Quartier generale del progetto è la Galleria d’Arte il Vicolo a Milano che si trasformerà in una TAAZ (Temporary Autonomous Artistic Zone), in cui gli artisti coinvolti saranno chiamati a creare insieme una esperienza che sia al contempo installazione fisica – intesa come esposizione di manufatti artistici – e movimento – inteso come pensiero collettivo e multisensoriale che rifletta sul concetto di empatia. Quindi gli eventi saranno fruibili sia dal vivo ma anche attraverso una piattaforma virtuale www.thecuratorsmilan.com.
Il primo dei sei appuntamenti, che prenderà il via il 19 gennaio 2021, si intitola PROLOGUE: DIATOMS IN THE MULTIVERSE, un vero e proprio antefatto il cui focus narrativo è rappresentato dalla Diatomea.
Che cosa una diatomea e perché è stata scelta come primo soggetto tematico da REWILD?
Ogni tre respiri dell’essere umano, uno e mezzo lo si deve alle diatomee: organismi unicellulari unici, alghe che vivono in una casa di vetro e silicio, fitoplancton alla base della catena alimentare della fauna marina. Inspirando anidride carbonica ed espirando ossigeno le diatomee sono responsabili del 50% di tutto l’ossigeno necessario all’equilibrio biochimico del pianeta.

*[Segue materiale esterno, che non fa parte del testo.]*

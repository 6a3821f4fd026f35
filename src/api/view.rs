use kube::CustomResource;
use schemars::JsonSchema;
use serde::{Deserialize, Serialize};

use super::schema::ViewSchema;
use super::{spec_fingerprint, TableStatus};

/// Views share the table status shape.
pub type ViewStatus = TableStatus;

#[derive(CustomResource, Debug, Clone, Serialize, Deserialize, PartialEq, JsonSchema)]
#[kube(
    group = "schemas.schemahero.io",
    version = "v1alpha4",
    kind = "View",
    plural = "views",
    namespaced,
    status = "ViewStatus",
    printcolumn = r#"{"name":"View","type":"string","jsonPath":".spec.name"}"#,
    printcolumn = r#"{"name":"Database","type":"string","jsonPath":".spec.database"}"#
)]
#[serde(rename_all = "camelCase")]
pub struct ViewSpec {
    pub database: String,
    pub name: String,
    pub schema: ViewSchema,
}

impl View {
    pub fn spec_sha(&self) -> String {
        spec_fingerprint(&self.spec)
    }
}
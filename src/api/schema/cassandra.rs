use schemars::JsonSchema;
use serde::{Deserialize, Serialize};

#[derive(Debug, Clone, Default, PartialEq, Serialize, Deserialize, JsonSchema)]
#[serde(rename_all = "camelCase")]
pub struct CassandraTableSchema {
    /// Partition key groups followed by clustering columns.
    #[serde(default)]
    pub primary_key: Vec<Vec<String>>,
    #[serde(default, skip_serializing_if = "Option::is_none")]
    pub clustering_order: Option<CassandraClusteringOrder>,
    #[serde(default)]
    pub columns: Vec<CassandraColumn>,
    #[serde(default, skip_serializing_if = "Option::is_none")]
    pub properties: Option<CassandraTableProperties>,
    #[serde(default, skip_serializing_if = "std::ops::Not::not")]
    pub is_deleted: bool,
}

#[derive(Debug, Clone, Default, PartialEq, Serialize, Deserialize, JsonSchema)]
#[serde(rename_all = "camelCase")]
pub struct CassandraClusteringOrder {
    pub column: String,
    #[serde(default)]
    pub is_descending: bool,
}

#[derive(Debug, Clone, Default, PartialEq, Serialize, Deserialize, JsonSchema)]
#[serde(rename_all = "camelCase")]
pub struct CassandraColumn {
    pub name: String,
    #[serde(rename = "type")]
    pub column_type: String,
    #[serde(default, skip_serializing_if = "Option::is_none")]
    pub is_static: Option<bool>,
}

#[derive(Debug, Clone, Default, PartialEq, Serialize, Deserialize, JsonSchema)]
#[serde(rename_all = "camelCase")]
pub struct CassandraTableProperties {
    #[serde(default, skip_serializing_if = "Option::is_none")]
    pub comment: Option<String>,
    #[serde(default, skip_serializing_if = "Option::is_none")]
    pub default_ttl: Option<i32>,
    #[serde(default, skip_serializing_if = "Option::is_none")]
    pub gc_grace_seconds: Option<i32>,
}
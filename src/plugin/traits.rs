//! Interfaces an engine plugin implements.
//!
//! A plugin binary wraps its [`EnginePlugin`] in [`super::serve`]; the host
//! reaches the same methods through [`super::PluginClient`].

use std::collections::HashMap;

use async_trait::async_trait;
use serde::{Deserialize, Serialize};

use super::error::Result;
use crate::api::schema::{ForeignKey, Index, PostgresqlFunctionSchema, TableSchema, ViewSchema};
use crate::api::{PostgresDatabaseExtension, SeedData};

/// Engine-specific connection options, e.g. Cassandra hosts and keyspace.
pub type ConnectOptions = HashMap<String, String>;

/// A column as introspected from a live database.
#[derive(Debug, Clone, Default, PartialEq, Serialize, Deserialize)]
#[serde(rename_all = "camelCase")]
pub struct ColumnInfo {
    pub name: String,
    pub data_type: String,
    #[serde(default, skip_serializing_if = "Option::is_none")]
    pub column_default: Option<String>,
    #[serde(default)]
    pub not_null: bool,
}

#[async_trait]
pub trait EnginePlugin: Send + Sync {
    fn name(&self) -> String;

    fn version(&self) -> String;

    fn supported_engines(&self) -> Vec<String>;

    /// Check options without connecting.
    async fn validate(&self, options: &ConnectOptions) -> Result<()>;

    async fn initialize(&self) -> Result<()> {
        Ok(())
    }

    async fn shutdown(&self) -> Result<()> {
        Ok(())
    }

    async fn connect(
        &self,
        uri: &str,
        options: &ConnectOptions,
    ) -> Result<Box<dyn EngineConnection>>;
}

/// One live database connection inside a plugin.
#[async_trait]
pub trait EngineConnection: Send + Sync {
    async fn close(&self) -> Result<()>;

    async fn database_name(&self) -> Result<String>;

    async fn engine_version(&self) -> Result<String>;

    async fn list_tables(&self) -> Result<Vec<String>>;

    async fn list_table_foreign_keys(&self, table: &str) -> Result<Vec<ForeignKey>>;

    async fn list_table_indexes(&self, table: &str) -> Result<Vec<Index>>;

    async fn get_table_primary_key(&self, table: &str) -> Result<Vec<String>>;

    async fn get_table_schema(&self, table: &str) -> Result<Vec<ColumnInfo>>;

    /// Ordered statements that move the live table to `schema`.
    async fn plan_table_schema(
        &self,
        table: &str,
        schema: &TableSchema,
        seed_data: Option<&SeedData>,
    ) -> Result<Vec<String>>;

    async fn plan_view_schema(&self, view: &str, schema: &ViewSchema) -> Result<Vec<String>>;

    async fn plan_function_schema(
        &self,
        function: &str,
        schema: &PostgresqlFunctionSchema,
    ) -> Result<Vec<String>>;

    async fn plan_extension_schema(
        &self,
        extension: &PostgresDatabaseExtension,
    ) -> Result<Vec<String>>;

    /// Execute in order, stopping at the first failure.
    async fn deploy_statements(&self, statements: &[String]) -> Result<()>;

    /// Statements for declared fixtures, without touching the database.
    async fn generate_fixtures(
        &self,
        table: &str,
        schema: &TableSchema,
        seed_data: Option<&SeedData>,
    ) -> Result<Vec<String>>;
}
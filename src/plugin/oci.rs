//! Minimal OCI distribution client for plugin artifacts.
//!
//! Resolves `registry/repository:tag` to an image index, picks the manifest
//! for the host platform and downloads the layer holding the plugin binary.
//! Anonymous bearer tokens are requested when the registry challenges.

use std::time::Duration;

use async_trait::async_trait;
use reqwest::header::{ACCEPT, WWW_AUTHENTICATE};
use reqwest::{Response, StatusCode};
use serde::Deserialize;
use tokio::sync::RwLock;
use tracing::debug;

use super::downloader::{Artifact, ArtifactSource, DownloadError, Platform, Result};

const INDEX_MEDIA_TYPES: &str = "application/vnd.oci.image.index.v1+json, \
     application/vnd.docker.distribution.manifest.list.v2+json, \
     application/vnd.oci.image.manifest.v1+json";
const MANIFEST_MEDIA_TYPE: &str = "application/vnd.oci.image.manifest.v1+json";
const TITLE_ANNOTATION: &str = "org.opencontainers.image.title";

/// Parsed `registry/repository:tag`.
#[derive(Debug, Clone, PartialEq, Eq)]
pub struct Reference {
    pub registry: String,
    pub repository: String,
    pub tag: String,
}

impl Reference {
    pub fn parse(reference: &str) -> Option<Self> {
        let (name, tag) = reference.rsplit_once(':')?;
        if tag.contains('/') {
            return None;
        }
        let (registry, repository) = name.split_once('/')?;
        if repository.is_empty() || tag.is_empty() {
            return None;
        }
        Some(Self {
            registry: registry.to_string(),
            repository: repository.to_string(),
            tag: tag.to_string(),
        })
    }

    /// Registry API host; Docker Hub serves the API on a separate host.
    pub fn api_host(&self) -> &str {
        match self.registry.as_str() {
            "docker.io" | "index.docker.io" => "registry-1.docker.io",
            other => other,
        }
    }
}

#[derive(Debug, Deserialize)]
#[serde(rename_all = "camelCase")]
struct Descriptor {
    #[serde(default)]
    media_type: String,
    digest: String,
    #[serde(default)]
    platform: Option<DescriptorPlatform>,
    #[serde(default)]
    annotations: std::collections::HashMap<String, String>,
}

#[derive(Debug, Deserialize)]
struct DescriptorPlatform {
    os: String,
    architecture: String,
}

/// Image index or image manifest; which fields are set tells them apart.
#[derive(Debug, Deserialize)]
struct ManifestDocument {
    #[serde(default)]
    manifests: Vec<Descriptor>,
    #[serde(default)]
    layers: Vec<Descriptor>,
}

#[derive(Debug, Deserialize)]
struct TokenResponse {
    #[serde(default)]
    token: Option<String>,
    #[serde(default)]
    access_token: Option<String>,
}

/// [`ArtifactSource`] speaking the OCI distribution API over HTTPS.
pub struct OciRegistry {
    http: reqwest::Client,
    scheme: String,
    token: RwLock<Option<String>>,
}

impl OciRegistry {
    pub fn new() -> Result<Self> {
        let http = reqwest::Client::builder()
            .timeout(Duration::from_secs(120))
            .build()
            .map_err(|e| DownloadError::Client(e.to_string()))?;
        Ok(Self {
            http,
            scheme: "https".to_string(),
            token: RwLock::new(None),
        })
    }

    /// Plain HTTP, for local registries.
    pub fn insecure(mut self) -> Self {
        self.scheme = "http".to_string();
        self
    }

    fn fetch_error(reference: &str, message: impl Into<String>) -> DownloadError {
        DownloadError::Fetch {
            reference: reference.to_string(),
            message: message.into(),
        }
    }

    /// GET with the cached token, authenticating once on a 401 challenge.
    async fn get(&self, reference: &str, url: &str, accept: &str) -> Result<Response> {
        let send = |token: Option<String>| {
            let mut request = self.http.get(url).header(ACCEPT, accept);
            if let Some(token) = token {
                request = request.bearer_auth(token);
            }
            request.send()
        };

        let token = self.token.read().await.clone();
        let response = send(token)
            .await
            .map_err(|e| Self::fetch_error(reference, e.to_string()))?;
        if response.status() != StatusCode::UNAUTHORIZED {
            return Self::check(reference, response);
        }

        let challenge = response
            .headers()
            .get(WWW_AUTHENTICATE)
            .and_then(|h| h.to_str().ok())
            .unwrap_or_default()
            .to_string();
        let token = self.authenticate(reference, &challenge).await?;
        *self.token.write().await = Some(token.clone());
        let response = send(Some(token))
            .await
            .map_err(|e| Self::fetch_error(reference, e.to_string()))?;
        Self::check(reference, response)
    }

    fn check(reference: &str, response: Response) -> Result<Response> {
        if response.status().is_success() {
            Ok(response)
        } else {
            Err(Self::fetch_error(
                reference,
                format!("{} returned {}", response.url(), response.status()),
            ))
        }
    }

    /// Anonymous token from a `Bearer realm=..,service=..,scope=..` challenge.
    async fn authenticate(&self, reference: &str, challenge: &str) -> Result<String> {
        let params = parse_challenge(challenge);
        let realm = params
            .iter()
            .find(|(k, _)| k == "realm")
            .map(|(_, v)| v.clone())
            .ok_or_else(|| Self::fetch_error(reference, "registry did not offer a token realm"))?;
        let query: Vec<(String, String)> = params.into_iter().filter(|(k, _)| k != "realm").collect();

        debug!(realm = %realm, "Requesting registry token");
        let response = self
            .http
            .get(&realm)
            .query(&query)
            .send()
            .await
            .map_err(|e| Self::fetch_error(reference, e.to_string()))?;
        let body: TokenResponse = Self::check(reference, response)?
            .json()
            .await
            .map_err(|e| Self::fetch_error(reference, e.to_string()))?;
        body.token
            .or(body.access_token)
            .ok_or_else(|| Self::fetch_error(reference, "token response had no token"))
    }

    async fn manifest(&self, reference: &str, url: &str, accept: &str) -> Result<ManifestDocument> {
        self.get(reference, url, accept)
            .await?
            .json()
            .await
            .map_err(|e| Self::fetch_error(reference, format!("invalid manifest: {}", e)))
    }
}

/// Split `Bearer k="v",k2="v2"` into pairs.
fn parse_challenge(header: &str) -> Vec<(String, String)> {
    let params = header
        .trim()
        .strip_prefix("Bearer ")
        .or_else(|| header.trim().strip_prefix("bearer "))
        .unwrap_or_default();
    params
        .split(',')
        .filter_map(|pair| {
            let (k, v) = pair.split_once('=')?;
            Some((k.trim().to_string(), v.trim().trim_matches('"').to_string()))
        })
        .collect()
}

#[async_trait]
impl ArtifactSource for OciRegistry {
    async fn fetch(&self, reference: &str, platform: &Platform, file_name: &str) -> Result<Artifact> {
        let parsed = Reference::parse(reference)
            .ok_or_else(|| Self::fetch_error(reference, "malformed artifact reference"))?;
        let base = format!(
            "{}://{}/v2/{}",
            self.scheme,
            parsed.api_host(),
            parsed.repository
        );

        let top = self
            .manifest(
                reference,
                &format!("{}/manifests/{}", base, parsed.tag),
                INDEX_MEDIA_TYPES,
            )
            .await?;

        let manifest = if top.manifests.is_empty() {
            top
        } else {
            let entry = top
                .manifests
                .iter()
                .find(|m| {
                    m.platform
                        .as_ref()
                        .is_some_and(|p| p.os == platform.os && p.architecture == platform.arch)
                })
                .ok_or_else(|| DownloadError::NoPlatform {
                    reference: reference.to_string(),
                    platform: platform.to_string(),
                })?;
            debug!(digest = %entry.digest, media_type = %entry.media_type, "Selected platform manifest");
            self.manifest(
                reference,
                &format!("{}/manifests/{}", base, entry.digest),
                MANIFEST_MEDIA_TYPE,
            )
            .await?
        };

        let layer = manifest
            .layers
            .iter()
            .find(|l| l.annotations.get(TITLE_ANNOTATION).map(String::as_str) == Some(file_name))
            .or_else(|| manifest.layers.first())
            .ok_or_else(|| Self::fetch_error(reference, "manifest has no layers"))?;

        let bytes = self
            .get(
                reference,
                &format!("{}/blobs/{}", base, layer.digest),
                "application/octet-stream",
            )
            .await?
            .bytes()
            .await
            .map_err(|e| Self::fetch_error(reference, e.to_string()))?;

        Ok(Artifact {
            bytes: bytes.to_vec(),
            digest: layer.digest.clone(),
        })
    }
}
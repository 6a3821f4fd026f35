//! Local plugin binaries.

use std::path::{Path, PathBuf};

use tracing::debug;

use super::downloader::is_executable;
use super::registry::PluginInfo;

/// Colon-separated extra plugin directories.
pub const PLUGIN_PATH_ENV: &str = "SCHEMAHERO_PLUGIN_PATH";

const BINARY_PREFIX: &str = "schemahero-";

/// Version recorded for a binary that has not been started yet.
pub const UNKNOWN_VERSION: &str = "unknown";

/// Built-in search directories, in precedence order.
pub fn default_search_paths() -> Vec<PathBuf> {
    let mut paths = vec![PathBuf::from("."), PathBuf::from("./plugins/bin")];
    if let Some(home) = std::env::var_os("HOME") {
        paths.push(PathBuf::from(home).join(".schemahero").join("plugins"));
    }
    paths.push(PathBuf::from("/usr/local/lib/schemahero/plugins"));
    paths.push(PathBuf::from("/var/lib/schemahero/plugins"));
    paths
}

/// Directories from [`PLUGIN_PATH_ENV`].
pub fn env_search_paths() -> Vec<PathBuf> {
    std::env::var(PLUGIN_PATH_ENV)
        .map(|value| {
            value
                .split(':')
                .filter(|p| !p.is_empty())
                .map(PathBuf::from)
                .collect()
        })
        .unwrap_or_default()
}

/// Engines a driver binary is assumed to serve before it is asked.
pub fn engines_for_driver(driver: &str) -> Vec<String> {
    let engines: &[&str] = match driver {
        "postgres" => &["postgres", "postgresql"],
        "mysql" => &["mysql", "mariadb"],
        "cockroachdb" => &["cockroachdb"],
        "timescaledb" => &["timescaledb"],
        other => return vec![other.to_string()],
    };
    engines.iter().map(|e| e.to_string()).collect()
}

/// Metadata-only entries for every `schemahero-{driver}` executable in `dir`.
pub fn scan_dir(dir: &Path) -> Vec<PluginInfo> {
    let Ok(entries) = std::fs::read_dir(dir) else {
        return Vec::new();
    };
    let mut found: Vec<PluginInfo> = entries
        .filter_map(|entry| entry.ok())
        .filter_map(|entry| {
            let path = entry.path();
            let file_name = path.file_name()?.to_str()?.to_string();
            let driver = file_name.strip_prefix(BINARY_PREFIX)?;
            if driver.is_empty() || driver.contains('.') || !is_executable(&path) {
                return None;
            }
            debug!(path = %path.display(), driver, "Found plugin binary");
            Some(PluginInfo {
                name: driver.to_string(),
                version: UNKNOWN_VERSION.to_string(),
                engines: engines_for_driver(driver),
                path,
                origin: None,
                digest: None,
                platform: None,
            })
        })
        .collect();
    found.sort_by(|a, b| a.name.cmp(&b.name));
    found
}
//! Application configuration.
//!
//! One [`Config`] for both binaries, loaded from YAML files and
//! `SCHEMAHERO__`-prefixed environment variables.

use std::path::PathBuf;

use serde::Deserialize;

/// Default configuration file name.
pub const DEFAULT_CONFIG_FILE: &str = "schemahero.yaml";
/// Environment variable for configuration file path.
pub const CONFIG_ENV_VAR: &str = "SCHEMAHERO_CONFIG";
/// Prefix for configuration environment variables.
pub const CONFIG_ENV_PREFIX: &str = "SCHEMAHERO";
/// Environment variable read for the default Vault address.
pub const VAULT_ADDR_ENV_VAR: &str = "VAULT_ADDR";

/// Wildcard entry in `managed_databases`.
pub const ALL_DATABASES: &str = "*";

#[derive(Debug, thiserror::Error)]
pub enum ConfigError {
    #[error("Failed to load configuration: {0}")]
    Load(#[from] ::config::ConfigError),

    #[error("Invalid configuration: {0}")]
    Invalid(String),
}

pub type Result<T> = std::result::Result<T, ConfigError>;

/// Main application configuration.
#[derive(Debug, Clone, Default, Deserialize)]
#[serde(default)]
pub struct Config {
    pub manager: ManagerConfig,
    pub plugins: PluginsConfig,
    pub apply: ApplyConfig,
    pub vault: VaultConfig,
}

/// Controller manager settings.
#[derive(Debug, Clone, Deserialize)]
#[serde(default)]
pub struct ManagerConfig {
    /// Databases this manager reconciles. `*` matches every database.
    pub managed_databases: Vec<String>,
    /// Reconcile workers per controller.
    pub workers: usize,
    /// Watch one namespace instead of the whole cluster.
    pub namespace: Option<String>,
}

impl Default for ManagerConfig {
    fn default() -> Self {
        Self {
            managed_databases: vec![ALL_DATABASES.to_string()],
            workers: 4,
            namespace: None,
        }
    }
}

impl ManagerConfig {
    /// Whether `database` is in this manager's shard.
    pub fn manages(&self, database: &str) -> bool {
        manages(&self.managed_databases, database)
    }
}

/// True if `database` is listed or the list holds the wildcard.
pub fn manages(managed: &[String], database: &str) -> bool {
    managed
        .iter()
        .any(|m| m == ALL_DATABASES || m == database)
}

/// Plugin discovery, download and launch settings.
#[derive(Debug, Clone, Deserialize)]
#[serde(default)]
pub struct PluginsConfig {
    /// Root of the downloaded plugin cache.
    pub cache_dir: PathBuf,
    /// Artifact repository prefix, e.g. `docker.io/schemahero`.
    pub repository: String,
    /// Plugin major version tag.
    pub major_version: String,
    /// Extra directories searched for plugin binaries.
    pub search_paths: Vec<PathBuf>,
    pub handshake_timeout_secs: u64,
    /// Longest a plugin call may run before it fails with a timeout.
    pub call_timeout_secs: u64,
}

impl Default for PluginsConfig {
    fn default() -> Self {
        Self {
            cache_dir: PathBuf::from("/tmp/plugins"),
            repository: "docker.io/schemahero".to_string(),
            major_version: "0".to_string(),
            search_paths: Vec::new(),
            handshake_timeout_secs: 10,
            call_timeout_secs: 300,
        }
    }
}

/// Apply pod settings.
#[derive(Debug, Clone, Deserialize)]
#[serde(default)]
pub struct ApplyConfig {
    /// Image run by apply pods unless the database overrides it.
    pub image: String,
    pub service_account: Option<String>,
    /// Where the Vault agent writes the connection URI inside apply pods.
    pub vault_secret_path: String,
}

impl Default for ApplyConfig {
    fn default() -> Self {
        Self {
            image: "schemahero/schemahero:alpha".to_string(),
            service_account: None,
            vault_secret_path: "/vault/secrets/schemaherouri".to_string(),
        }
    }
}

/// Vault access for planning-time URI reads.
#[derive(Debug, Clone, Deserialize)]
#[serde(default)]
pub struct VaultConfig {
    pub address: Option<String>,
    /// Service account token presented to the Kubernetes auth method.
    pub token_path: PathBuf,
}

impl Default for VaultConfig {
    fn default() -> Self {
        Self {
            address: std::env::var(VAULT_ADDR_ENV_VAR).ok(),
            token_path: PathBuf::from("/var/run/secrets/kubernetes.io/serviceaccount/token"),
        }
    }
}

impl Config {
    /// Load configuration from file and environment.
    ///
    /// Configuration sources (in order of priority, later overrides earlier):
    /// 1. `schemahero.yaml` in current directory (if exists)
    /// 2. File specified by `path` argument (if provided)
    /// 3. File specified by `SCHEMAHERO_CONFIG` environment variable (if set)
    /// 4. Environment variables with `SCHEMAHERO__` prefix
    pub fn load(path: Option<&str>) -> Result<Self> {
        use ::config::{Config as ConfigLib, Environment, File, FileFormat};

        let mut builder = ConfigLib::builder()
            .add_source(File::new(DEFAULT_CONFIG_FILE, FileFormat::Yaml).required(false));

        if let Some(config_path) = path {
            builder = builder.add_source(File::new(config_path, FileFormat::Yaml).required(true));
        }

        if let Ok(config_path) = std::env::var(CONFIG_ENV_VAR) {
            builder = builder.add_source(File::new(&config_path, FileFormat::Yaml).required(true));
        }

        let config = builder
            .add_source(
                Environment::with_prefix(CONFIG_ENV_PREFIX)
                    .separator("__")
                    .list_separator(",")
                    .with_list_parse_key("manager.managed_databases")
                    .with_list_parse_key("plugins.search_paths")
                    .try_parsing(true),
            )
            .build()?;

        let config: Config = config.try_deserialize()?;
        config.validate()?;
        Ok(config)
    }

    pub fn validate(&self) -> Result<()> {
        if self.manager.workers == 0 {
            return Err(ConfigError::Invalid(
                "manager.workers must be at least 1".to_string(),
            ));
        }
        if self.manager.managed_databases.is_empty() {
            return Err(ConfigError::Invalid(
                "manager.managed_databases must not be empty".to_string(),
            ));
        }
        if self.plugins.repository.trim().is_empty() {
            return Err(ConfigError::Invalid(
                "plugins.repository must not be empty".to_string(),
            ));
        }
        if self.plugins.call_timeout_secs == 0 {
            return Err(ConfigError::Invalid(
                "plugins.call_timeout_secs must be at least 1".to_string(),
            ));
        }
        Ok(())
    }

    /// Create config for testing.
    pub fn for_test() -> Self {
        Self::default()
    }
}

#[cfg(test)]
mod tests;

I loro scheletri dal deserto viaggiano sui venti transoceanici fino in Amazzonia e una volta lì la nutrono e fertilizzano. Le diatomee sono destinate alla scomparsa a causa dell’acidificazione e surriscaldamento degli oceani con potenziali conseguenze catastrofiche per l’essere umano.
“Trattieni il fiato: ecco il mondo senza diatomee. Con Rewild portiamo a Milano non solo un nuovo dialogo fra arti scultoree e digitali che riflette sul ruolo dell’empatia, ma un movimento che spezza la visione antropocentrica dell’Universo“, spiega Frankie Caradonna, Co-Founder di The CURATORS MILAN.
Il collettivo di creativi ha lavorato sull’analogia tra l’evocazione plateale di un fantasma ad opera di un illusionista della fine dell’Ottocento e l’evocazione del fantasma delle diatomee, utilizzando l’evoluzione di una tecnica ologrammatica in uso nel diciannovesimo secolo.
È stato coinvolto l’artista Ludovico Bomben e in particolare la sua opera Dardo, una scultura in ferro che rappresenta proprio una freccia tesa in equilibrio che punta verso l’ologramma di una Diatomea, rivelandone tanto la fragile microscopica presenza quanto la determinante importanza. L’installazione diventa così un dialogo tra l’opera fisica di Bomben e una scultura 3D, tra reale e virtuale, mostrando la visione intermittente di un’evanescenza da fruire non solo attraverso la vista, ma anche i suoni.
La tecnica utilizzata per l’installazione rappresenta essa stessa un punto di equilibrio, in questo caso non tra uomo e natura, ma tra passato e presente. Da una parte la creazione di un ologramma, elemento che nasce attraverso l’animazione 3D, parla di modernità e digitale. Ma il tutto acquisisce la sua eterea sostanza attraverso una tecnica antica, quella del “fantasma di Pepper”, già utilizzata dagli illusionisti nell’ 800. In questo caso però la superficie riflettente che proietta l’immagine nello spazio non viene nascosta, bensì svelata, come una finestra attraverso cui possiamo vedere una realtà diversa.
Una vera e propria esperienza immersiva e sinestetica da esperire con tutti i sensi, che vuole provocare un corto circuito, un cambio di prospettiva che attraverso l’empatia può portare a un cambiamento epocale.